== Segment start ==
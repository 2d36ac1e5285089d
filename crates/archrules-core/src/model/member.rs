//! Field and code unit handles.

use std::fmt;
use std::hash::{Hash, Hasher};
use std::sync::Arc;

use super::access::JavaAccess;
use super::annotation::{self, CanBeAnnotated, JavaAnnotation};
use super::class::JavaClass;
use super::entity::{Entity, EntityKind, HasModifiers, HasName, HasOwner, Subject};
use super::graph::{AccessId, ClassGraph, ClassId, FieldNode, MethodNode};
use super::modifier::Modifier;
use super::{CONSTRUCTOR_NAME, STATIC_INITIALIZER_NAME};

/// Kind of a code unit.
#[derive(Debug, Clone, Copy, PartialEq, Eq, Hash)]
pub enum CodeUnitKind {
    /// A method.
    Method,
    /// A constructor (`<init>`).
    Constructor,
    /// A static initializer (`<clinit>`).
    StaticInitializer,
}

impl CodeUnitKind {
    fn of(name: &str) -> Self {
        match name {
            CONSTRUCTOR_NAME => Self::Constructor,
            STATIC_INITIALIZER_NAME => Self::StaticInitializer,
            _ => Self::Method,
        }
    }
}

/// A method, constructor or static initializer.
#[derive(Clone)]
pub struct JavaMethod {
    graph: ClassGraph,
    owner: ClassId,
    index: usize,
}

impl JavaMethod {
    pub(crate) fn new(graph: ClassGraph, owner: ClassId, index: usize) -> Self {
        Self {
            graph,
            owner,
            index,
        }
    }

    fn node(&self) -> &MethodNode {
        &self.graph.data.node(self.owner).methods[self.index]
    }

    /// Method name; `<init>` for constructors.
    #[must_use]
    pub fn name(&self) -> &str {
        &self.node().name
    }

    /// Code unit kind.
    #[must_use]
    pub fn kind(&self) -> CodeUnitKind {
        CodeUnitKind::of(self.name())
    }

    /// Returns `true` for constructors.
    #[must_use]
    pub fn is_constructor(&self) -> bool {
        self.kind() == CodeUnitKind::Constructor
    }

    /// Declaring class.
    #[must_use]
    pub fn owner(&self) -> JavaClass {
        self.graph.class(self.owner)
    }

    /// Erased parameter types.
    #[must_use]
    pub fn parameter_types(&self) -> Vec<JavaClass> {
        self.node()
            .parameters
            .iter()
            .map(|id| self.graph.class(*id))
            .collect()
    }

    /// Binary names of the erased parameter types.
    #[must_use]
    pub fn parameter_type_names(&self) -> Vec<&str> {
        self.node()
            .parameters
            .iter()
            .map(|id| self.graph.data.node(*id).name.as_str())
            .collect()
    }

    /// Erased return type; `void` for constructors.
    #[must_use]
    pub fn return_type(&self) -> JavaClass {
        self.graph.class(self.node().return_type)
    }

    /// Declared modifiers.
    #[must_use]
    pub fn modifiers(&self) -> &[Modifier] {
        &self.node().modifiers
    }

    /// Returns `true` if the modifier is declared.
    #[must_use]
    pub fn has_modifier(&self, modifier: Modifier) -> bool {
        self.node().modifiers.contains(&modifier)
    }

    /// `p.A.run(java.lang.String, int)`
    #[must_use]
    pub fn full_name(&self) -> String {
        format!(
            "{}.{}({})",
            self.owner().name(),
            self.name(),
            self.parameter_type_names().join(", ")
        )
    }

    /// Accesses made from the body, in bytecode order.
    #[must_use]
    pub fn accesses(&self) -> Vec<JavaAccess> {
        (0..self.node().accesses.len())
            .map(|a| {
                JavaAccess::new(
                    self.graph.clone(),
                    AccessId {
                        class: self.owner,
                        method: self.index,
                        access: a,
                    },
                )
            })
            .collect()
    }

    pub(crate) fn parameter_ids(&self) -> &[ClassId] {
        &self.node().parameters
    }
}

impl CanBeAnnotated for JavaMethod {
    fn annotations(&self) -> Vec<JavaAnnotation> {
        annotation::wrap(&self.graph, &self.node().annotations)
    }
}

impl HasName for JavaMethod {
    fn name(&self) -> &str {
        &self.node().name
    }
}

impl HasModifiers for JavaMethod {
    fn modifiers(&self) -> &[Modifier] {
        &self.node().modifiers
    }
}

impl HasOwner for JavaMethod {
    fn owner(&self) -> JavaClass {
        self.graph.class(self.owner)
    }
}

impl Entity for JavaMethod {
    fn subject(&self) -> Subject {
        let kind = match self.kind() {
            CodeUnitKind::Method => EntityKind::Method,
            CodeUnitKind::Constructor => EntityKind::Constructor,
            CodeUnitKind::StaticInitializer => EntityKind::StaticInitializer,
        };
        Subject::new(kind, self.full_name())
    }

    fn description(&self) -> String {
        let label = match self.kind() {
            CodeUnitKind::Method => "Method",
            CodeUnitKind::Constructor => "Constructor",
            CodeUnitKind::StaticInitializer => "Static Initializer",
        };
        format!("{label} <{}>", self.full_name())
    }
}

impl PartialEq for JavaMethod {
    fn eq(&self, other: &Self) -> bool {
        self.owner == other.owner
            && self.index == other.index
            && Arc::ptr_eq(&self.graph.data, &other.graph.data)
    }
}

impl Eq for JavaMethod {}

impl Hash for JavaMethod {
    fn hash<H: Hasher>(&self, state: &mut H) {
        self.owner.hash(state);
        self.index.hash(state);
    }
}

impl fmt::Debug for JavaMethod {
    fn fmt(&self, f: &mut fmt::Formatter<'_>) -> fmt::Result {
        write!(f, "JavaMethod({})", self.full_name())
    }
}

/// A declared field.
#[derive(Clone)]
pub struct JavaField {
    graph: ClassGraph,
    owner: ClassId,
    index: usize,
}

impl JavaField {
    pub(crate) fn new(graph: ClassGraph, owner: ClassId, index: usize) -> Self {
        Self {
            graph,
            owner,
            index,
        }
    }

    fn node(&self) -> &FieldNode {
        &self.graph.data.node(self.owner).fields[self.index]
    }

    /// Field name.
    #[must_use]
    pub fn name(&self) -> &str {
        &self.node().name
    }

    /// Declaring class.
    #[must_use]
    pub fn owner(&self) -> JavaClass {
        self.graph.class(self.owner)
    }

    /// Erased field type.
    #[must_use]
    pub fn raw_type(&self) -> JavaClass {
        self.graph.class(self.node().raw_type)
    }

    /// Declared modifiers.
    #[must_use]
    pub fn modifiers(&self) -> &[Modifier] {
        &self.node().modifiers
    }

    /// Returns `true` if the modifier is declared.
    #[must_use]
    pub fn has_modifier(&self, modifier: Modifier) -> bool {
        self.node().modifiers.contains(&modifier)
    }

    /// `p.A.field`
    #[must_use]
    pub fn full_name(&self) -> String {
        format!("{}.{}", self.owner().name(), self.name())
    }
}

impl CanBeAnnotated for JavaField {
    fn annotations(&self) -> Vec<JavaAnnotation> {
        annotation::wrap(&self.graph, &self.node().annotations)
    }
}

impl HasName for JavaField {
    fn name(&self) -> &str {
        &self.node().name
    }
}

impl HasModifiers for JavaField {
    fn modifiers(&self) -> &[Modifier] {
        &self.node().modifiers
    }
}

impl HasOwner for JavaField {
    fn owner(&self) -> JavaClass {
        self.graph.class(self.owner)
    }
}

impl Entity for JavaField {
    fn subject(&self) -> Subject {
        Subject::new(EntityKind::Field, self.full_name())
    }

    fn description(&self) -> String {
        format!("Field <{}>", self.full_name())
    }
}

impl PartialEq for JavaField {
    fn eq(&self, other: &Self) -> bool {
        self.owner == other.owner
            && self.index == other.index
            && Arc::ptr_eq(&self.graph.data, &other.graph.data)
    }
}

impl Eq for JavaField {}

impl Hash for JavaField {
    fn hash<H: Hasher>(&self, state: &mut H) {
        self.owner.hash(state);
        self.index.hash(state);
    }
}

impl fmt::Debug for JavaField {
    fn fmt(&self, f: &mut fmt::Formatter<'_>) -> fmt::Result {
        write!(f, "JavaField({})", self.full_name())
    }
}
== Segment end ==
**Aim of the exercise**. Go through the entries above and report how many lines hold the word "data". Nothing but the number is needed.

**Response area**. 5